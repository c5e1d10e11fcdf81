//! Load levels (map topology and starting units) from TOML
//!
//! ```toml
//! [[node]]
//! name = "vertex1"
//! x = 100.0
//! y = 180.0
//! adjacent = ["vertex2", "vertex3"]
//!
//! [[unit]]
//! node = "vertex1"
//! speed = 5.0
//! ```
//!
//! Adjacency only needs to be listed on one side; the graph builder mirrors it.

use serde::Deserialize;
use std::path::Path;

use super::graph::NodeGraph;
use crate::core::error::{GameError, Result};
use crate::core::types::NodeId;

/// Built-in level used when no level file is given
pub const DEFAULT_LEVEL: &str = include_str!("../../data/level1.toml");

/// Speed for units that do not specify one
const DEFAULT_UNIT_SPEED: f32 = 5.0;

/// A unit's starting node and speed
#[derive(Debug, Clone, Copy, PartialEq)]
pub struct UnitPlacement {
    pub node: NodeId,
    pub speed: f32,
}

/// A resolved level: the map graph plus where units start
#[derive(Debug, Clone)]
pub struct Level {
    pub graph: NodeGraph,
    pub units: Vec<UnitPlacement>,
}

impl Level {
    /// Load a level from a TOML file
    pub fn load(path: &Path) -> Result<Self> {
        let content = std::fs::read_to_string(path)?;
        Self::parse_toml(&content)
    }

    /// The level compiled into the binary
    pub fn builtin() -> Result<Self> {
        Self::parse_toml(DEFAULT_LEVEL)
    }

    /// Parse a level from a TOML string
    pub fn parse_toml(content: &str) -> Result<Self> {
        let file: TomlLevel = toml::from_str(content)?;
        file.into_level()
    }
}

/// TOML representation of a level file
#[derive(Debug, Deserialize)]
struct TomlLevel {
    #[serde(rename = "node", default)]
    nodes: Vec<TomlNode>,
    #[serde(rename = "unit", default)]
    units: Vec<TomlUnit>,
}

#[derive(Debug, Deserialize)]
struct TomlNode {
    name: String,
    x: f32,
    y: f32,
    #[serde(default)]
    adjacent: Vec<String>,
}

#[derive(Debug, Deserialize)]
struct TomlUnit {
    node: String,
    #[serde(default = "default_speed")]
    speed: f32,
}

fn default_speed() -> f32 {
    DEFAULT_UNIT_SPEED
}

impl TomlLevel {
    fn into_level(self) -> Result<Level> {
        if self.nodes.is_empty() {
            return Err(GameError::InvalidTopology("level has no nodes".into()));
        }

        let mut builder = NodeGraph::builder();
        for node in &self.nodes {
            builder = builder.node(node.name.clone(), node.x, node.y);
        }
        for node in &self.nodes {
            for other in &node.adjacent {
                builder = builder.connect(node.name.clone(), other.clone());
            }
        }
        let graph = builder.build()?;

        let units = self
            .units
            .into_iter()
            .map(|unit| {
                let node = graph
                    .find_node(&unit.node)
                    .ok_or_else(|| GameError::NodeNotFound(unit.node.clone()))?;
                if !(unit.speed > 0.0) {
                    return Err(GameError::InvalidTopology(format!(
                        "unit at {} has non-positive speed {}",
                        unit.node, unit.speed
                    )));
                }
                Ok(UnitPlacement {
                    node,
                    speed: unit.speed,
                })
            })
            .collect::<Result<Vec<_>>>()?;

        Ok(Level { graph, units })
    }
}

#[cfg(test)]
mod tests {
    use super::*;

    #[test]
    fn test_builtin_level_loads() {
        let level = Level::builtin().unwrap();
        assert_eq!(level.graph.len(), 14);
        assert_eq!(level.units.len(), 3);
        assert!(level.graph.validate().is_ok());

        let v7 = level.graph.find_node("vertex7").unwrap();
        assert_eq!(level.graph.neighbors(v7).len(), 4);
    }

    #[test]
    fn test_one_sided_adjacency_is_mirrored() {
        let level = Level::parse_toml(
            r#"
            [[node]]
            name = "a"
            x = 0.0
            y = 0.0
            adjacent = ["b"]

            [[node]]
            name = "b"
            x = 5.0
            y = 5.0
            "#,
        )
        .unwrap();
        let a = level.graph.find_node("a").unwrap();
        let b = level.graph.find_node("b").unwrap();
        assert_eq!(level.graph.neighbors(b), &[a]);
        assert!(level.units.is_empty());
    }

    #[test]
    fn test_unit_defaults_and_errors() {
        let level = Level::parse_toml(
            r#"
            [[node]]
            name = "a"
            x = 0.0
            y = 0.0

            [[unit]]
            node = "a"
            "#,
        )
        .unwrap();
        assert_eq!(level.units[0].speed, DEFAULT_UNIT_SPEED);

        let unknown = Level::parse_toml(
            r#"
            [[node]]
            name = "a"
            x = 0.0
            y = 0.0

            [[unit]]
            node = "nowhere"
            "#,
        );
        assert!(matches!(unknown, Err(GameError::NodeNotFound(_))));

        let frozen = Level::parse_toml(
            r#"
            [[node]]
            name = "a"
            x = 0.0
            y = 0.0

            [[unit]]
            node = "a"
            speed = 0.0
            "#,
        );
        assert!(matches!(frozen, Err(GameError::InvalidTopology(_))));
    }

    #[test]
    fn test_empty_level_rejected() {
        assert!(matches!(
            Level::parse_toml(""),
            Err(GameError::InvalidTopology(_))
        ));
        assert!(matches!(
            Level::parse_toml("[[node]]\nname = 1"),
            Err(GameError::TomlError(_))
        ));
    }
}
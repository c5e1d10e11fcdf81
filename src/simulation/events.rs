//! Events produced by a simulation tick
//!
//! Returned by `update` so frontends can show them in the action log.

use serde::Serialize;

use crate::core::types::{NodeId, UnitId};

#[derive(Debug, Clone, PartialEq, Serialize)]
pub enum GameEvent {
    /// A node word was typed and its travel choices were laid out
    NodeExpanded { node: NodeId, choices: usize },
    /// An edge word was typed; `units` left `source` for `dest`
    UnitsDispatched {
        source: NodeId,
        dest: NodeId,
        units: Vec<UnitId>,
    },
    /// A unit reached its destination and accepts orders again
    UnitArrived { unit: UnitId, node: NodeId },
    /// A word could not be drawn because every word is on screen
    PoolExhausted { in_use: usize },
}
//! Node - a place on the map
//!
//! Nodes are the vertices of the map graph. Units stand on them and march
//! between adjacent ones.

use serde::Serialize;

use crate::core::types::{NodeId, Vec2};

/// A named, positioned node on the map
#[derive(Debug, Clone, Serialize)]
pub struct Node {
    pub id: NodeId,
    pub name: String,
    pub center: Vec2,
    adjacent: Vec<NodeId>,
}

impl Node {
    pub fn new(id: NodeId, name: String, center: Vec2) -> Self {
        Self {
            id,
            name,
            center,
            adjacent: Vec::new(),
        }
    }

    /// Neighbors in the order they were connected
    pub fn adjacent(&self) -> &[NodeId] {
        &self.adjacent
    }

    pub fn is_adjacent_to(&self, other: NodeId) -> bool {
        self.adjacent.contains(&other)
    }

    /// Add a one-way link; returns false if it already existed
    pub(crate) fn link(&mut self, other: NodeId) -> bool {
        if self.is_adjacent_to(other) {
            return false;
        }
        self.adjacent.push(other);
        true
    }
}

=-=-=

- ACTIVITY
In the records above, each line with the string "TomlLevel" should be copied.

- RESULT FOR THIS EXERCISE
        let file: TomlLevel = toml::from_str(content)?;
struct TomlLevel {
impl TomlLevel {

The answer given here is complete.